EXTRACTED INFORMATION =>
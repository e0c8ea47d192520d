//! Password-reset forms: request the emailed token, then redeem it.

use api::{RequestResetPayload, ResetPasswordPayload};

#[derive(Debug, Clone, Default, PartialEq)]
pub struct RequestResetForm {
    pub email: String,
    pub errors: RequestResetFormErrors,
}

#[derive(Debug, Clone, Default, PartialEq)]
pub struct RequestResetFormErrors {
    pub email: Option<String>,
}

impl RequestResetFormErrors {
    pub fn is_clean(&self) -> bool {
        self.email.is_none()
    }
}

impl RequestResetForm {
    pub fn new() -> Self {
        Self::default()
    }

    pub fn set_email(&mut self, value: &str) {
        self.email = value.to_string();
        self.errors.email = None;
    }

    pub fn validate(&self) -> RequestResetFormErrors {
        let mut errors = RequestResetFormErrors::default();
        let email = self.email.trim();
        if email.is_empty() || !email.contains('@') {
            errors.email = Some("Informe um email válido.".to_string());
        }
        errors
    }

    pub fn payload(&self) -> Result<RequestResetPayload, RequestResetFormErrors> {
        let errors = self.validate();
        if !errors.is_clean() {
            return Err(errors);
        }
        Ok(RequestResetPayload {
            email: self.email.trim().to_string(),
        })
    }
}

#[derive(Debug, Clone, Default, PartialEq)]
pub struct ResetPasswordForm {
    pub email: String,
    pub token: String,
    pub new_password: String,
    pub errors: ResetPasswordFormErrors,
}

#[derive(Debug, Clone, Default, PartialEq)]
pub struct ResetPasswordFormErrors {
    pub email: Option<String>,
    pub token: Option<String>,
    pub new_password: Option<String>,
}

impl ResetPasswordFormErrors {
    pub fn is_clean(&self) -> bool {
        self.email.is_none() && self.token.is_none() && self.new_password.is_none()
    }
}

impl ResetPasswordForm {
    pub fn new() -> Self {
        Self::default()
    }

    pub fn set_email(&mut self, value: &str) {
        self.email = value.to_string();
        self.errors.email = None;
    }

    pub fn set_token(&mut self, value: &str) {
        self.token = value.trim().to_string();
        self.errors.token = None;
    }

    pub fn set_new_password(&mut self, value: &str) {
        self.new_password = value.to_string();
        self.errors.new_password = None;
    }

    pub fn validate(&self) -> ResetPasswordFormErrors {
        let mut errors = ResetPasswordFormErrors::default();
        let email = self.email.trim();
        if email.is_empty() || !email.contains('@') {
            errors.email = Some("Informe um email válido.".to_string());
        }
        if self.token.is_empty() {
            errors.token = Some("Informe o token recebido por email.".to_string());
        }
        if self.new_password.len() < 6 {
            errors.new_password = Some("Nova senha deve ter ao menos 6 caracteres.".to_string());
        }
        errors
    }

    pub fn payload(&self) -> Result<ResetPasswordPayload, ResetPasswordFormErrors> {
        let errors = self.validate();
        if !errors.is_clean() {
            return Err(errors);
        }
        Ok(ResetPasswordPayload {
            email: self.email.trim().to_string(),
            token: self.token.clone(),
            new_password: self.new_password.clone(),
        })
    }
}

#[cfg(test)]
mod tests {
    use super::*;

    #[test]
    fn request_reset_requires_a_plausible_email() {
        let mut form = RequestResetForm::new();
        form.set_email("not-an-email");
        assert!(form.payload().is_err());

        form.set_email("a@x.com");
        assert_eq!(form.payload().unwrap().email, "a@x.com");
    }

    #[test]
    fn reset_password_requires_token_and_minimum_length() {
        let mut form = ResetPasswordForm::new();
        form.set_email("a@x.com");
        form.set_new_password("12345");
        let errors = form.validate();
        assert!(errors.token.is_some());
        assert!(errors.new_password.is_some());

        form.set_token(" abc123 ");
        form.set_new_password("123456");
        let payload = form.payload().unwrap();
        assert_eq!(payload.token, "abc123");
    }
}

THE PROBLEM => Would you please give the number of lines in this material containing the string "ResetPasswordFormErrors", with no further text?

REPLY => 6